Speaker A:Now face and body.
Speaker A:And I don't like.
Speaker A:Like, I'm.
Speaker A:I'm a multitasker.
Speaker A:I don't like to just stand there and wait while some conditioner sits in.
Speaker A:You ever just stand in the shower doing nothing?
Speaker A:That's when you start thinking about your life, and that's dangero.
Speaker A:I just don't.
Speaker A:And don't act like we even all follow one routine.
Speaker A:Some days I'm organized.
Speaker A:Some days I'm just in there spinning around like a confused raccoon.
Speaker A:What about the people who wash their legs every single time consistently?
Speaker A:I respect that level of hustle, but I'll admit, sometimes I'm just like, oh, the soap ran down there.
Speaker A:Gravity handled it.
Speaker A:We've reached a point where we need expert consultation.
Speaker A:Expert consultation for our soap order.

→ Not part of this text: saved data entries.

#[cfg(test)]
mod tests
{
    use serde_json::json;

    use super::*;
    use crate::core::{
        facet::Facet,
        policy::{AmountForm, AmountMode, QuantityForm, QuantityMode},
        record::ItemPilesMerchant,
    };

    fn catalog() -> Vec<Item>
    {
        [
            json!({ "name": "a", "type": "weapon", "system": {
                "slug": "a", "level": { "value": 3 }, "traits": { "rarity": "rare" } } }),
            json!({ "name": "b", "type": "weapon", "system": {
                "slug": "b", "level": { "value": 1 }, "traits": { "rarity": "common" } } }),
            json!({ "name": "amulet", "type": "weapon", "system": {
                "slug": "amulet-implement", "level": { "value": 1 }, "traits": { "rarity": "common" } } }),
        ]
        .into_iter()
        .filter_map(Item::from_value)
        .collect()
    }

    fn weapons() -> MerchantPlan
    {
        MerchantPlan {
            name: "Armory".to_string(),
            criteria: Criteria::new().include(Facet::Type, ["weapon"]),
            quantity: QuantityPolicy::Fixed(1),
            amount: AmountPolicy::All,
        }
    }

    fn names(generated: &Generated<'_>) -> Vec<String>
    {
        generated
            .selected
            .iter()
            .map(|s| {
                s.item
                    .name()
                    .to_string()
            })
            .collect()
    }

    #[test]
    fn ranks_matches_and_drops_denied_slugs()
    {
        let items = catalog();
        let mut rng = StdRng::seed_from_u64(1);
        let generated = generate(&items, &weapons(), &Denylist::default(), &mut rng);

        assert_eq!(generated.total_matches, 2);
        assert_eq!(names(&generated), vec!["b", "a"]);
        assert!(
            generated
                .selected
                .iter()
                .all(|s| s.quantity == 1)
        );
    }

    #[test]
    fn fixed_amount_picks_one_of_the_matches()
    {
        let items = catalog();
        let plan = MerchantPlan { amount: AmountPolicy::Fixed(1), ..weapons() };

        let mut seen = std::collections::HashSet::new();
        for seed in 0..64
        {
            let mut rng = StdRng::seed_from_u64(seed);
            let generated = generate(&items, &plan, &Denylist::default(), &mut rng);
            assert_eq!(generated.selected.len(), 1);
            seen.insert(names(&generated).remove(0));
        }
        assert_eq!(seen.len(), 2, "both matches should be reachable");
    }

    #[test]
    fn oversized_fixed_amount_is_deterministic()
    {
        let items = catalog();
        let plan = MerchantPlan { amount: AmountPolicy::Fixed(5), ..weapons() };
        let mut rng = StdRng::seed_from_u64(9);
        let generated = generate(&items, &plan, &Denylist::default(), &mut rng);

        assert_eq!(names(&generated), vec!["b", "a"]);
        assert_eq!(generated.summary.options.items_returned, "Set (2)");
    }

    #[test]
    fn empty_match_set_still_yields_a_record()
    {
        let items = catalog();
        let plan = MerchantPlan { criteria: Criteria::new().include(Facet::Type, ["armor"]), ..weapons() };
        let mut rng = StdRng::seed_from_u64(0);
        let generated = generate(&items, &plan, &Denylist::default(), &mut rng);

        assert_eq!(generated.total_matches, 0);
        let record = generated.to_record(RecordOptions::default());
        assert!(record.items.is_empty());
        assert_eq!(record.kind, "loot");
    }

    #[test]
    fn blank_name_falls_back()
    {
        let form = MerchantForm { name: Some("   ".to_string()), ..MerchantForm::default() };
        assert_eq!(MerchantPlan::from_form(&form, "New Merchant").name, "New Merchant");
    }

    #[test]
    fn plan_from_form_resolves_policies()
    {
        let form = MerchantForm {
            name: Some("Stall".to_string()),
            quantity: QuantityForm { mode: QuantityMode::Random, min: Some("0".into()), max: Some("200".into()), set: None },
            amount: AmountForm { mode: AmountMode::Set, set: Some("3".into()), ..AmountForm::default() },
            ..MerchantForm::default()
        };
        let plan = MerchantPlan::from_form(&form, "unused");

        assert_eq!(plan.quantity, QuantityPolicy::Random { min: 1, max: 99 });
        assert_eq!(plan.amount, AmountPolicy::Fixed(3));
    }

    #[test]
    fn persist_attaches_summary_and_hooks()
    {
        let items = catalog();
        let mut rng = StdRng::seed_from_u64(3);
        let plan = MerchantPlan { quantity: QuantityPolicy::Fixed(4), ..weapons() };
        let generated = generate(&items, &plan, &Denylist::default(), &mut rng);

        let hooks: Vec<Box<dyn IntegrationHook>> = vec![Box::new(ItemPilesMerchant)];
        let mut sink = MemorySink::new();
        let record = persist(&mut sink, &generated, RecordOptions { add_criteria_summary: true }, &hooks)
            .expect("persist");

        assert_eq!(record.items.len(), 2);
        assert!(
            record
                .items
                .iter()
                .all(|i| i["system"]["quantity"] == 4)
        );
        assert_eq!(
            record.flag(FLAG_SCOPE, CRITERIA_FLAG).expect("criteria")["Included"]["type"],
            json!(["weapon"])
        );
        assert!(record.flag("item-piles", "data").is_some());

        let description = &record
            .system
            .details
            .as_ref()
            .expect("details")
            .description;
        assert!(description.starts_with("<div data-visibility=\"gm\"><strong>Included:</strong>"));
        assert_eq!(sink.records().len(), 1);
    }

    #[test]
    fn summary_stays_out_of_description_by_default()
    {
        let items = catalog();
        let mut rng = StdRng::seed_from_u64(3);
        let generated = generate(&items, &weapons(), &Denylist::default(), &mut rng);
        assert!(
            generated
                .to_record(RecordOptions::default())
                .system
                .details
                .is_none()
        );
    }

    #[test]
    fn malformed_form_numbers_do_not_abort_reading()
    {
        use assert_fs::prelude::*;

        let tmp = assert_fs::TempDir::new().expect("tempdir");
        let file = tmp.child("form.json");
        file.write_str(r#"{ "quantity": { "mode": "set", "set": true }, "facets": { "type": { "include": "weapon" } } }"#)
            .expect("write");

        let form = read_form(file.path()).expect("lenient form");
        let plan = MerchantPlan::from_form(&form, "New Merchant");

        assert_eq!(plan.quantity, QuantityPolicy::Fixed(1));
        assert_eq!(plan.criteria, Criteria::new().include(Facet::Type, ["weapon"]));
    }
}
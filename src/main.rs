use anyhow::Result;
use clap::Parser;
use lootsmith::cli::{AppContext, Cli, Commands};
use tracing_subscriber::EnvFilter;

fn main() -> Result<()> {
    let cli = Cli::parse();

    // RUST_LOG wins; --verbose raises the default from warn to debug
    let default_level = if cli.verbose { "lootsmith=debug" } else { "warn" };
    let filter = EnvFilter::try_from_default_env().unwrap_or_else(|_| EnvFilter::new(default_level));
    tracing_subscriber::fmt()
        .with_env_filter(filter)
        .with_writer(std::io::stderr)
        .with_ansi(!cli.no_color)
        .init();

    // Build a context once, pass everywhere
    let ctx = AppContext {
        quiet: cli.quiet,
        no_color: cli.no_color,
        dry_run: cli.dry_run,
    };

    match cli.command {
        Commands::Generate(args) => lootsmith::generate_run(args, &ctx),
        Commands::Facets(args) => lootsmith::facets_run(args, &ctx),
        Commands::Init(args) => lootsmith::infra::config::init(args, &ctx),
        Commands::Completions(args) => lootsmith::completion::run(args, &ctx),
    }
}
//! Facet extraction over catalog items.
//!
//! A facet is one of a small, fixed set of item attributes a merchant can be
//! filtered on. Extraction never fails: a missing attribute or one with an
//! unexpected shape comes back as [`Extracted::Absent`].

use std::{cmp::Ordering, fmt, str::FromStr};

use icu_collator::{Collator, CollatorOptions};
use serde::{Deserialize, Serialize};
use serde_json::Value;

/// The recognized facets, in display order.
#[derive(
    Debug,
    Clone,
    Copy,
    PartialEq,
    Eq,
    Hash,
    PartialOrd,
    Ord,
    Serialize,
    Deserialize,
    clap::ValueEnum,
)]
#[serde(rename_all = "lowercase")]
pub enum Facet
{
    Category,
    Group,
    Level,
    Range,
    Rarity,
    Traits,
    Type,
}

impl Facet
{
    pub const ALL: [Facet; 7] = [
        Facet::Category,
        Facet::Group,
        Facet::Level,
        Facet::Range,
        Facet::Rarity,
        Facet::Traits,
        Facet::Type,
    ];

    pub fn as_str(self) -> &'static str
    {
        match self
        {
            Facet::Category => "category",
            Facet::Group => "group",
            Facet::Level => "level",
            Facet::Range => "range",
            Facet::Rarity => "rarity",
            Facet::Traits => "traits",
            Facet::Type => "type",
        }
    }

    /// Facets whose selections are integers rather than strings.
    pub fn is_numeric(self) -> bool
    {
        matches!(self, Facet::Level | Facet::Range)
    }
}

impl fmt::Display for Facet
{
    fn fmt(
        &self,
        f: &mut fmt::Formatter<'_>,
    ) -> fmt::Result
    {
        f.write_str(self.as_str())
    }
}

#[derive(Debug, Clone, PartialEq, Eq, thiserror::Error)]
#[error("unknown facet `{0}` (expected one of: category, group, level, range, rarity, traits, type)")]
pub struct UnknownFacet(pub String);

impl FromStr for Facet
{
    type Err = UnknownFacet;

    fn from_str(s: &str) -> Result<Self, Self::Err>
    {
        Facet::ALL
            .into_iter()
            .find(|f| f.as_str() == s.trim())
            .ok_or_else(|| UnknownFacet(s.to_string()))
    }
}

/// A single facet value: integers for `level`/`range`, strings otherwise.
#[derive(Debug, Clone, PartialEq, Eq, Hash, Serialize, Deserialize)]
#[serde(untagged)]
pub enum FacetValue
{
    Int(i64),
    Text(String),
}

impl FacetValue
{
    pub fn as_int(&self) -> Option<i64>
    {
        match self
        {
            FacetValue::Int(n) => Some(*n),
            FacetValue::Text(_) => None,
        }
    }

    pub fn as_text(&self) -> Option<&str>
    {
        match self
        {
            FacetValue::Text(s) => Some(s),
            FacetValue::Int(_) => None,
        }
    }
}

impl fmt::Display for FacetValue
{
    fn fmt(
        &self,
        f: &mut fmt::Formatter<'_>,
    ) -> fmt::Result
    {
        match self
        {
            FacetValue::Int(n) => write!(f, "{n}"),
            FacetValue::Text(s) => f.write_str(s),
        }
    }
}

impl From<i64> for FacetValue
{
    fn from(n: i64) -> Self
    {
        FacetValue::Int(n)
    }
}

impl From<&str> for FacetValue
{
    fn from(s: &str) -> Self
    {
        FacetValue::Text(s.to_string())
    }
}

impl From<String> for FacetValue
{
    fn from(s: String) -> Self
    {
        FacetValue::Text(s)
    }
}

/// Result of extracting one facet from one item.
#[derive(Debug, Clone, PartialEq, Eq)]
pub enum Extracted
{
    /// The attribute path does not resolve, or resolved to an unusable shape.
    Absent,
    One(FacetValue),
    /// Sequence-valued facet (`traits`); may be empty.
    Many(Vec<FacetValue>),
}

impl Extracted
{
    pub fn is_absent(&self) -> bool
    {
        matches!(self, Extracted::Absent)
    }

    /// Extracted values as a slice; `None` when absent.
    pub fn as_slice(&self) -> Option<&[FacetValue]>
    {
        match self
        {
            Extracted::Absent => None,
            Extracted::One(v) => Some(std::slice::from_ref(v)),
            Extracted::Many(vs) => Some(vs),
        }
    }

    /// Whether any extracted value is a member of `wanted`. `None` when absent.
    pub fn intersects(
        &self,
        wanted: &[FacetValue],
    ) -> Option<bool>
    {
        self.as_slice()
            .map(|have| {
                have.iter()
                    .any(|v| wanted.contains(v))
            })
    }
}

/// Known rarities with their sort rank.
#[derive(Debug, Clone, Copy, PartialEq, Eq, PartialOrd, Ord, Hash, Serialize, Deserialize)]
#[serde(rename_all = "lowercase")]
pub enum Rarity
{
    Common,
    Uncommon,
    Rare,
    Unique,
}

/// Rank given to any rarity outside the known table, including a missing one.
pub const UNRANKED: u8 = 5;

impl Rarity
{
    pub fn rank(self) -> u8
    {
        match self
        {
            Rarity::Common => 0,
            Rarity::Uncommon => 1,
            Rarity::Rare => 2,
            Rarity::Unique => 3,
        }
    }

    pub fn parse(s: &str) -> Option<Self>
    {
        match s
        {
            "common" => Some(Rarity::Common),
            "uncommon" => Some(Rarity::Uncommon),
            "rare" => Some(Rarity::Rare),
            "unique" => Some(Rarity::Unique),
            _ => None,
        }
    }

    /// Rank of a raw rarity string; unknown or missing values rank last.
    pub fn rank_of(raw: Option<&str>) -> u8
    {
        raw.and_then(Rarity::parse)
            .map_or(UNRANKED, Rarity::rank)
    }
}

thread_local! {
    static COLLATOR: Option<Collator> = Collator::try_new(&Default::default(), CollatorOptions::new()).ok();
}

/// Unicode collation under the root locale at tertiary strength, so accents
/// sort next to their base letter and lowercase precedes uppercase.
///
/// Strings the collator calls equal (and every pair, should collation data be
/// unavailable) fall back to [`caseless_cmp`] so the result stays total.
pub fn locale_cmp(
    a: &str,
    b: &str,
) -> Ordering
{
    COLLATOR
        .with(|collator| {
            collator
                .as_ref()
                .map_or(Ordering::Equal, |c| c.compare(a, b))
        })
        .then_with(|| caseless_cmp(a, b))
}

/// Lowercased code-point order, lowercase first on ties.
pub fn caseless_cmp(
    a: &str,
    b: &str,
) -> Ordering
{
    a.to_lowercase()
        .cmp(&b.to_lowercase())
        .then_with(|| b.cmp(a))
}

/// An immutable catalog record.
///
/// The raw document is kept whole so a snapshot of it can be written into the
/// output record; typed accessors read the attribute bag under `system`.
#[derive(Debug, Clone, PartialEq, Serialize)]
#[serde(transparent)]
pub struct Item
{
    doc: Value,
}

impl Item
{
    /// Wrap a JSON document. Returns `None` unless it is an object.
    pub fn from_value(doc: Value) -> Option<Self>
    {
        doc.is_object()
            .then_some(Self { doc })
    }

    pub fn document(&self) -> &Value
    {
        &self.doc
    }

    pub fn name(&self) -> &str
    {
        self.text_at("/name")
            .unwrap_or("")
    }

    pub fn item_type(&self) -> Option<&str>
    {
        self.text_at("/type")
    }

    pub fn slug(&self) -> Option<&str>
    {
        self.text_at("/system/slug")
    }

    pub fn category(&self) -> Option<&str>
    {
        self.text_at("/system/category")
    }

    pub fn group(&self) -> Option<&str>
    {
        self.text_at("/system/group")
    }

    pub fn level(&self) -> Option<i64>
    {
        self.int_at("/system/level/value")
    }

    pub fn range(&self) -> Option<i64>
    {
        self.int_at("/system/range")
    }

    pub fn rarity(&self) -> Option<&str>
    {
        self.text_at("/system/traits/rarity")
    }

    /// Trait list. A missing or null list is empty; a non-list is `None`.
    pub fn traits(&self) -> Option<Vec<&str>>
    {
        match self
            .doc
            .pointer("/system/traits/value")
        {
            None | Some(Value::Null) => Some(Vec::new()),
            Some(Value::Array(values)) => Some(
                values
                    .iter()
                    .filter_map(Value::as_str)
                    .collect(),
            ),
            Some(_) => None,
        }
    }

    fn text_at(
        &self,
        pointer: &str,
    ) -> Option<&str>
    {
        self.doc
            .pointer(pointer)
            .and_then(Value::as_str)
    }

    fn int_at(
        &self,
        pointer: &str,
    ) -> Option<i64>
    {
        let Value::Number(n) = self
            .doc
            .pointer(pointer)?
        else
        {
            return None;
        };

        if let Some(i) = n.as_i64()
        {
            return Some(i);
        }

        // Integral floats such as `3.0` still count as levels
        n.as_f64()
            .filter(|f| f.is_finite() && f.fract() == 0.0)
            .map(|f| f as i64)
    }
}

/// Extract one facet's value(s) from an item.
pub fn extract(
    facet: Facet,
    item: &Item,
) -> Extracted
{
    let text = |v: Option<&str>| {
        v.map_or(Extracted::Absent, |s| Extracted::One(FacetValue::from(s)))
    };
    let int = |v: Option<i64>| v.map_or(Extracted::Absent, |n| Extracted::One(FacetValue::Int(n)));

    match facet
    {
        Facet::Category => text(item.category()),
        Facet::Group => text(item.group()),
        Facet::Level => int(item.level()),
        Facet::Range => int(item.range()),
        Facet::Rarity => text(item.rarity()),
        Facet::Type => text(item.item_type()),
        Facet::Traits => item
            .traits()
            .map_or(Extracted::Absent, |ts| {
                Extracted::Many(
                    ts.into_iter()
                        .map(FacetValue::from)
                        .collect(),
                )
            }),
    }
}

Speaker A:Meanwhile, our ancestors are bathing in rivers.
Speaker A:Like, meh.
Speaker A:Water.
Speaker A:Good enough.
Speaker A:I miss the simpler times.
Speaker A:I will admit.
Speaker A:No debate, no dermatology.
Speaker A:Think pieces.
Speaker A:Just water.
Speaker A:And maybe a bar of soap that was also somehow for your hair, your body, the dog.
Speaker A:My favorite comment, though, in the thread came from a woman who said that everyone's example of the correct order is wrong because they all missed one very important step, which is standing in a hot shower for 30 minutes, not moving and contemplating life.
Speaker A:And like I said, contemplating life is dangerous.
Speaker A:But I'm also guilty as charged.